Use cases are not diagrams. They are TEXT.
Use cases are NOT object-oriented artifacts! They feed into other OO models.
Actors - Anything with behavior that triggers use case execution.
Three kinds of actors:
Primary Actor accomplishes goals via use case
Example: the cashier
Secondary Actor provides a service to use case (often a computer system,
but could be an organization)
Example: the automated payment authorization service
Offstage actor is interested in use case results
Example: government tax agency
Scenarios - a specific sequence of actions and interactions between actors and the
system.
It represents a one possible path through the use case.
Three possible use case formats
Write in an ‘essential’ UI-free style.
“Keep the interface out; focus on intent.”
Write terse use cases, i.e., make your style “brief and to the point;
effectively concise”.
Delete “noise” words, even if it is small word:
Say “System authenticates ...”, rather than “The system
authenticates ...”
Brief format: one paragraph summary usually of the main success scenario
Casual format: multiple paragraphs that cover various scenarios.
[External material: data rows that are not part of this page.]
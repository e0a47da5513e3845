//! Trick or Treat - terminal edition
//!
//! Single-session, self-contained CLI application.
//! Trick plays a random scare video; treat asks for the secret knock.

mod cli;
mod config;
mod game;
mod knock;

use clap::Parser;
use cli::display::Display;
use cli::input::{Action, InputHandler};
use config::Config;
use game::{Game, Screen, TreatReaction};
use std::error::Error;
use std::fs::File;
use std::path::PathBuf;
use std::sync::Mutex;
use std::time::Instant;
use tracing::{debug, info};
use tracing_subscriber::EnvFilter;

/// Volume change per key press
const VOLUME_STEP: f32 = 0.1;

#[derive(Parser, Debug)]
#[command(name = "Trick or Treat")]
#[command(about = "Get scared or knock the secret pattern for a treat")]
struct Args {
    /// Path to config file
    #[arg(short, long, default_value = "trick-or-treat.json")]
    config: PathBuf,

    /// Directory with scare videos (overrides config)
    #[arg(short, long)]
    media: Option<PathBuf>,

    /// Log file (the terminal is taken by the game)
    #[arg(long, default_value = "trick-or-treat.log")]
    log_file: PathBuf,

    /// Enable debug logging
    #[arg(short, long)]
    debug: bool,
}

fn init_logging(args: &Args) -> Result<(), Box<dyn Error>> {
    let default_level = if args.debug { "debug" } else { "info" };
    let filter =
        EnvFilter::try_from_default_env().unwrap_or_else(|_| EnvFilter::new(default_level));
    let file = File::create(&args.log_file)?;

    tracing_subscriber::fmt()
        .with_env_filter(filter)
        .with_writer(Mutex::new(file))
        .with_ansi(false)
        .init();
    Ok(())
}

fn render(display: &Display, game: &Game) -> Result<(), Box<dyn Error>> {
    display.clear()?;
    match game.screen() {
        Screen::Main => {
            display.show_menu(game.volume())?;
            display.show_help("T trick  |  R treat  |  M mute  |  +/- volume")?;
        }
        Screen::Scare(outcome) => {
            display.show_scare(outcome, game.volume())?;
            display.show_help("B back  |  M mute  |  +/- volume")?;
        }
        Screen::Treat(treat) => {
            display.show_treat(treat)?;
            display.show_help("SPACE knock  |  B back")?;
        }
    }
    Ok(())
}

fn main() -> Result<(), Box<dyn Error>> {
    let args = Args::parse();
    init_logging(&args)?;

    let mut config = Config::load(&args.config)?;
    if let Some(media) = &args.media {
        config.media_dir = media.clone();
    }
    info!(media_dir = %config.media_dir.display(), "starting");

    let epoch = Instant::now();
    let now_ms = || epoch.elapsed().as_millis() as u64;

    let mut game = Game::new(&config);
    let mut rng = rand::thread_rng();

    let display = Display::new();
    InputHandler::enable_raw_mode()?;
    let input = InputHandler::new();
    let mut dirty = true;

    // Event loop
    'session: loop {
        if let Some(treat) = game.treat_mut() {
            if treat.tick(now_ms()) {
                dirty = true;
            }
        }

        if dirty {
            render(&display, &game)?;
            dirty = false;
        }

        let Some(key) = input.read_key()? else {
            continue;
        };
        let Some(action) = InputHandler::action(&key) else {
            continue;
        };
        dirty = true;

        let on_main = matches!(game.screen(), Screen::Main);
        let on_scare = matches!(game.screen(), Screen::Scare(_));

        match action {
            Action::Exit => break 'session,
            Action::ToggleMute => game.volume_mut().toggle_mute(),
            Action::VolumeUp => game.volume_mut().step(VOLUME_STEP),
            Action::VolumeDown => game.volume_mut().step(-VOLUME_STEP),
            Action::Trick if on_main => game.show_trick(&mut rng),
            Action::Treat if on_main => game.show_treat(now_ms()),
            Action::Back | Action::Tap if on_scare => game.go_back(),
            Action::Back => game.go_back(),
            Action::Tap => {
                let now = now_ms();
                if let Some(treat) = game.treat_mut() {
                    let reaction = treat.tap(now);
                    debug!(?reaction, "knock");
                    if reaction == TreatReaction::Ignored {
                        dirty = false;
                    }
                }
            }
            Action::Trick | Action::Treat => dirty = false,
        }
    }

    // Cleanup
    game.stop_player();
    InputHandler::disable_raw_mode()?;
    display.clear()?;
    display.shutdown()?;
    info!("session ended");

    println!("🎃 Happy Halloween!");
    Ok(())
}
//! CLI Interface: User input and terminal rendering
//!
//! # Components
//! - `input.rs`: Keystroke capture and action mapping using crossterm
//! - `display.rs`: Terminal rendering of the game screens

pub mod display;
pub mod input;
//! Game flow: screens, scare playback and the treat screen
//!
//! # Components
//! - `screen.rs`: Game struct and Main/Scare/Treat transitions
//! - `treat.rs`: TreatScreen controller around the knock recognizer
//! - `scare.rs`: ScareReel random selection and external player launch
//! - `volume.rs`: Volume and mute rules

pub mod scare;
pub mod screen;
pub mod treat;
pub mod volume;

pub use screen::{Game, ScareOutcome, Screen};
pub use treat::{TreatReaction, TreatScreen};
Fully dressed: all steps and variations are written in detail. In addition, there
are supporting sections such as preconditions and postconditions.
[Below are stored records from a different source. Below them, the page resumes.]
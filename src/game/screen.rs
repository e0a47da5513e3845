//! Screen flow: main menu, trick (scare) and treat (knock game)
//!
//! `Main --trick--> Scare`, `Main --treat--> Treat`, both back to `Main`.
//! The treat controller lives only while the treat screen is shown.

use crate::config::{Config, PlayerConfig};
use crate::game::scare::{self, PlayError, Scare, ScareReel};
use crate::game::treat::TreatScreen;
use crate::game::volume::Volume;
use rand::Rng;
use std::process::{Child, ExitStatus};
use tracing::{info, warn};

/// Result of choosing a trick
#[derive(Clone, Debug, PartialEq, Eq)]
pub enum ScareOutcome {
    /// Player launched
    Playing(Scare),
    /// No player configured; the scare is only announced
    Announced(Scare),
    /// Playback could not start
    Failed(String),
}

#[derive(Clone, Debug)]
pub enum Screen {
    Main,
    Scare(ScareOutcome),
    Treat(TreatScreen),
}

/// Whole game session
pub struct Game {
    screen: Screen,
    reel: ScareReel,
    player: Option<PlayerConfig>,
    volume: Volume,
    fail_reset_delay_ms: u64,
    /// Running scare player, stopped when leaving the scare screen
    playing: Option<Child>,
}

impl Game {
    pub fn new(config: &Config) -> Self {
        Game {
            screen: Screen::Main,
            reel: ScareReel::new(&config.media_dir, &config.scares),
            player: config.player.clone(),
            volume: Volume::new(config.volume),
            fail_reset_delay_ms: config.fail_reset_delay_ms,
            playing: None,
        }
    }

    pub fn screen(&self) -> &Screen {
        &self.screen
    }

    /// Treat controller, if the treat screen is shown
    pub fn treat_mut(&mut self) -> Option<&mut TreatScreen> {
        match &mut self.screen {
            Screen::Treat(treat) => Some(treat),
            _ => None,
        }
    }

    pub fn volume(&self) -> &Volume {
        &self.volume
    }

    pub fn volume_mut(&mut self) -> &mut Volume {
        &mut self.volume
    }

    /// Pick a random scare and start it, stopping any scare still playing
    pub fn show_trick<R: Rng + ?Sized>(&mut self, rng: &mut R) {
        self.stop_player();
        let outcome = match self.reel.pick(rng) {
            None => ScareOutcome::Failed(PlayError::EmptyReel.to_string()),
            Some(chosen) => {
                let chosen = chosen.clone();
                match &self.player {
                    None => {
                        info!(scare = %chosen.name, "no player configured");
                        ScareOutcome::Announced(chosen)
                    }
                    Some(player) => match scare::play(player, &chosen, &self.volume) {
                        Ok(child) => {
                            self.playing = Some(child);
                            ScareOutcome::Playing(chosen)
                        }
                        Err(e) => {
                            warn!(error = %e, "scare playback failed");
                            ScareOutcome::Failed(e.to_string())
                        }
                    },
                }
            }
        };
        self.screen = Screen::Scare(outcome);
    }

    /// Enter the treat screen with a fresh knock attempt
    pub fn show_treat(&mut self, now_ms: u64) {
        self.screen = Screen::Treat(TreatScreen::enter(now_ms, self.fail_reset_delay_ms));
    }

    pub fn go_back(&mut self) {
        self.stop_player();
        self.screen = Screen::Main;
    }

    /// Stop and reap the scare player, if one was started
    pub fn stop_player(&mut self) -> Option<ExitStatus> {
        let child = self.playing.take()?;
        match scare::stop(child) {
            Ok(status) => Some(status),
            Err(e) => {
                warn!(error = %e, "failed to stop scare player");
                None
            }
        }
    }
}

impl Drop for Game {
    fn drop(&mut self) {
        self.stop_player();
    }
}

#[cfg(test)]
mod tests {
    use super::*;
    use crate::knock::RecognizerState;
    use rand::rngs::StdRng;
    use rand::SeedableRng;
    use std::fs;
    use tempfile::tempdir;

    #[test]
    fn test_trick_without_player_announces() {
        let dir = tempdir().unwrap();
        fs::write(dir.path().join("boo.mp4"), b"").unwrap();
        let config = Config {
            media_dir: dir.path().to_path_buf(),
            scares: vec!["boo.mp4".into()],
            ..Config::default()
        };
        let mut game = Game::new(&config);
        game.show_trick(&mut StdRng::seed_from_u64(0));

        match game.screen() {
            Screen::Scare(ScareOutcome::Announced(scare)) => assert_eq!(scare.name, "boo.mp4"),
            other => panic!("unexpected screen: {:?}", other),
        }
    }

    #[test]
    fn test_trick_with_empty_reel_fails() {
        let config = Config {
            scares: vec![],
            ..Config::default()
        };
        let mut game = Game::new(&config);
        game.show_trick(&mut StdRng::seed_from_u64(0));
        assert!(matches!(
            game.screen(),
            Screen::Scare(ScareOutcome::Failed(_))
        ));
    }

    #[test]
    fn test_trick_with_missing_video_fails() {
        let dir = tempdir().unwrap();
        let config = Config {
            media_dir: dir.path().to_path_buf(),
            player: Some(PlayerConfig {
                command: "mpv".into(),
                args: vec!["{file}".into()],
            }),
            ..Config::default()
        };
        let mut game = Game::new(&config);
        game.show_trick(&mut StdRng::seed_from_u64(0));
        assert!(matches!(
            game.screen(),
            Screen::Scare(ScareOutcome::Failed(_))
        ));
    }

    #[test]
    fn test_treat_entry_and_back() {
        let mut game = Game::new(&Config::default());
        assert!(game.treat_mut().is_none());

        game.show_treat(500);
        let treat = game.treat_mut().unwrap();
        assert_eq!(treat.state(), RecognizerState::Idle);
        treat.tap(600);
        assert_eq!(treat.state(), RecognizerState::InProgress(1));

        game.go_back();
        assert!(matches!(game.screen(), Screen::Main));

        game.show_treat(9_000);
        assert_eq!(game.treat_mut().unwrap().state(), RecognizerState::Idle);
    }

    #[cfg(unix)]
    fn sleeping_player_config(dir: &std::path::Path) -> Config {
        fs::write(dir.join("boo.mp4"), b"").unwrap();
        Config {
            media_dir: dir.to_path_buf(),
            scares: vec!["boo.mp4".into()],
            player: Some(PlayerConfig {
                command: "sleep".into(),
                args: vec!["30".into()],
            }),
            ..Config::default()
        }
    }

    #[cfg(unix)]
    #[test]
    fn test_back_stops_player() {
        let dir = tempdir().unwrap();
        let mut game = Game::new(&sleeping_player_config(dir.path()));
        game.show_trick(&mut StdRng::seed_from_u64(0));
        assert!(matches!(
            game.screen(),
            Screen::Scare(ScareOutcome::Playing(_))
        ));

        game.go_back();
        assert!(matches!(game.screen(), Screen::Main));
        assert!(game.stop_player().is_none());
    }

    #[cfg(unix)]
    #[test]
    fn test_new_trick_replaces_player() {
        let dir = tempdir().unwrap();
        let mut game = Game::new(&sleeping_player_config(dir.path()));
        let mut rng = StdRng::seed_from_u64(0);
        game.show_trick(&mut rng);
        game.show_trick(&mut rng);

        let status = game.stop_player().unwrap();
        assert!(!status.success());
        assert!(game.stop_player().is_none());
    }
}
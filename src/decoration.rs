//! Instance decoration seam.
//!
//! Decorators run as the very last step before any instance is handed to
//! a caller, including the cached fast path, so cross-cutting wrapping
//! stays consistent regardless of how the instance was produced.

use crate::binding::AnyArc;
use crate::key::Key;

/// Wraps resolved instances before they reach the caller.
///
/// The engine itself performs no interception; whatever proxying or
/// instrumentation layer the application uses plugs in here. A decorator
/// that does not recognize a key must return the instance unchanged.
///
/// # Examples
///
/// ```
/// use bindery::{AnyArc, BindingSet, InstanceDecorator, Key, Resolver};
/// use std::sync::atomic::{AtomicUsize, Ordering};
/// use std::sync::Arc;
///
/// struct HandOutCounter(Arc<AtomicUsize>);
///
/// impl InstanceDecorator for HandOutCounter {
///     fn decorate(&self, _key: &Key, instance: AnyArc) -> AnyArc {
///         self.0.fetch_add(1, Ordering::Relaxed);
///         instance
///     }
/// }
///
/// let handed_out = Arc::new(AtomicUsize::new(0));
///
/// let mut bindings = BindingSet::new();
/// bindings.add_instance(42u64);
/// bindings.add_decorator(Arc::new(HandOutCounter(handed_out.clone())));
///
/// let container = bindings.build();
/// container.get::<u64>().unwrap();
/// container.get::<u64>().unwrap();
///
/// // Runs on the cached path too, once per resolution.
/// assert_eq!(handed_out.load(Ordering::Relaxed), 2);
/// ```
pub trait InstanceDecorator: Send + Sync {
    /// Decorate one resolved instance.
    ///
    /// `key` identifies the binding the instance was resolved for, so a
    /// decorator can target specific types. To replace the instance the
    /// decorator must return a value of the same erased type or later
    /// downcasts will fail with a type mismatch.
    fn decorate(&self, key: &Key, instance: AnyArc) -> AnyArc;
}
Use case Name in ‘Verb Noun’ format
Close Account, Process a Sale
Scope
The system under design
Stakeholders and interests
Who cares about this use case and what they want
Preconditions
What must be true on start and worth telling the reader
Postconditions (or Success Guarantee)
What must be true upon completion of the use case, and worth telling
the reader.
Base Scenario (or Main Success Scenario)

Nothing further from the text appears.